> ACTIVITY: Return the data below exactly, but only from the line containing "Display label; a" through the line containing "pub const fn is_terminated(&self)", with both of those lines included.

> SUPPLIED MATERIAL:

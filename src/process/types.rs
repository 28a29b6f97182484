/*!
 * Process Types
 * Process record and lifecycle state for the simulated process table
 */

use super::usage::ResourceUsage;
use crate::core::serde::{is_none, is_zero_u64};
use crate::core::types::{Burst, Pid, Priority, Tick};
use serde::{Deserialize, Serialize};
use std::fmt;

/// Why a process left the CPU without finishing
///
/// The payload only exists while the process is blocked, so leaving the
/// blocked state drops it automatically.
#[derive(Debug, Clone, Copy, PartialEq, Eq, Serialize, Deserialize)]
#[serde(tag = "kind", rename_all = "snake_case")]
pub enum BlockReason {
    /// Waiting on a simulated device; unblocks when `remaining` reaches zero
    Io { remaining: u32 },
    /// Waiting on another process
    Dependency { waiting_for: Pid },
    /// Manually paused; only an explicit unblock resumes it
    Paused,
}

impl BlockReason {
    pub const fn as_str(&self) -> &'static str {
        match self {
            Self::Io { .. } => "io",
            Self::Dependency { .. } => "dependency",
            Self::Paused => "paused",
        }
    }
}

/// Process state
#[derive(Debug, Clone, Copy, PartialEq, Eq, Serialize, Deserialize)]
#[serde(tag = "state", content = "reason", rename_all = "snake_case")]
pub enum ProcessState {
    /// Created, waiting for admission
    New,
    /// Queued for the CPU
    Ready,
    /// Holding the CPU
    Running,
    /// Off the CPU until its reason resolves
    Blocked(BlockReason),
    /// Done and acknowledged
    Finished,
    /// Done but not yet reaped
    Zombie,
}

impl ProcessState {
    /// Display label; a paused process reads as "paused" rather than "blocked"
    pub const fn label(&self) -> &'static str {
        match self {
            Self::New => "new",
            Self::Ready => "ready",
            Self::Running => "running",
            Self::Blocked(BlockReason::Paused) => "paused",
            Self::Blocked(_) => "blocked",
            Self::Finished => "finished",
            Self::Zombie => "zombie",
        }
    }

    #[inline]
    pub const fn is_blocked(&self) -> bool {
        matches!(self, Self::Blocked(_))
    }

    #[inline]
    pub const fn is_paused(&self) -> bool {
        matches!(self, Self::Blocked(BlockReason::Paused))
    }

    /// Finished or zombie
    #[inline]
    pub const fn is_terminated(&self) -> bool {
        matches!(self, Self::Finished | Self::Zombie)
    }

    /// Still has work to do (not terminated)
    #[inline]
    pub const fn is_live(&self) -> bool {
        !self.is_terminated()
    }

    pub const fn block_reason(&self) -> Option<BlockReason> {
        match self {
            Self::Blocked(reason) => Some(*reason),
            _ => None,
        }
    }
}

impl fmt::Display for ProcessState {
    fn fmt(&self, f: &mut fmt::Formatter<'_>) -> fmt::Result {
        f.write_str(self.label())
    }
}

/// One simulated task
#[derive(Debug, Clone, PartialEq, Serialize, Deserialize)]
#[serde(rename_all = "snake_case")]
pub struct Process {
    pub pid: Pid,
    pub name: String,
    pub arrival_time: Tick,
    pub burst_time: Burst,
    pub remaining_time: Burst,
    pub state: ProcessState,
    pub priority: Priority,
    #[serde(skip_serializing_if = "is_none", default)]
    pub parent_pid: Option<Pid>,
    #[serde(skip_serializing_if = "is_none", default)]
    pub finished_at: Option<Tick>,
    /// Ticks actually spent on the CPU across all runs
    #[serde(skip_serializing_if = "is_zero_u64", default)]
    pub cpu_ticks: u64,
    pub usage: ResourceUsage,
}

impl Process {
    pub(crate) fn new(
        pid: Pid,
        name: String,
        arrival_time: Tick,
        burst_time: Burst,
        priority: Priority,
        usage: ResourceUsage,
    ) -> Self {
        Self {
            pid,
            name,
            arrival_time,
            burst_time,
            remaining_time: burst_time,
            state: ProcessState::New,
            priority,
            parent_pid: None,
            finished_at: None,
            cpu_ticks: 0,
            usage,
        }
    }

    pub fn block_reason(&self) -> Option<BlockReason> {
        self.state.block_reason()
    }

    /// Target of a dependency wait, if any
    pub fn waiting_for_pid(&self) -> Option<Pid> {
        match self.state {
            ProcessState::Blocked(BlockReason::Dependency { waiting_for }) => Some(waiting_for),
            _ => None,
        }
    }

    /// Ticks left in an I/O wait (0 when not waiting on I/O)
    pub fn io_remaining(&self) -> u32 {
        match self.state {
            ProcessState::Blocked(BlockReason::Io { remaining }) => remaining,
            _ => 0,
        }
    }

    /// Put back the full burst for another run
    pub(crate) fn restore_burst(&mut self) {
        self.remaining_time = self.burst_time;
    }
}

/// Parameters for creating a process
#[derive(Debug, Clone, PartialEq, Eq, Serialize, Deserialize)]
#[serde(rename_all = "snake_case")]
pub struct ProcessSpec {
    pub burst: Burst,
    #[serde(skip_serializing_if = "is_none", default)]
    pub name: Option<String>,
    #[serde(default)]
    pub priority: Priority,
    #[serde(skip_serializing_if = "is_none", default)]
    pub parent: Option<Pid>,
}

impl ProcessSpec {
    pub fn new(burst: Burst) -> Self {
        Self {
            burst,
            name: None,
            priority: Priority::default(),
            parent: None,
        }
    }

    pub fn with_name(mut self, name: impl Into<String>) -> Self {
        self.name = Some(name.into());
        self
    }

    pub fn with_priority(mut self, priority: Priority) -> Self {
        self.priority = priority;
        self
    }

    pub fn with_parent(mut self, parent: Pid) -> Self {
        self.parent = Some(parent);
        self
    }
}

> TASK SOLUTION:
    /// Display label; a paused process reads as "paused" rather than "blocked"
    pub const fn label(&self) -> &'static str {
        match self {
            Self::New => "new",
            Self::Ready => "ready",
            Self::Running => "running",
            Self::Blocked(BlockReason::Paused) => "paused",
            Self::Blocked(_) => "blocked",
            Self::Finished => "finished",
            Self::Zombie => "zombie",
        }
    }

    #[inline]
    pub const fn is_blocked(&self) -> bool {
        matches!(self, Self::Blocked(_))
    }

    #[inline]
    pub const fn is_paused(&self) -> bool {
        matches!(self, Self::Blocked(BlockReason::Paused))
    }

    /// Finished or zombie
    #[inline]
    pub const fn is_terminated(&self) -> bool {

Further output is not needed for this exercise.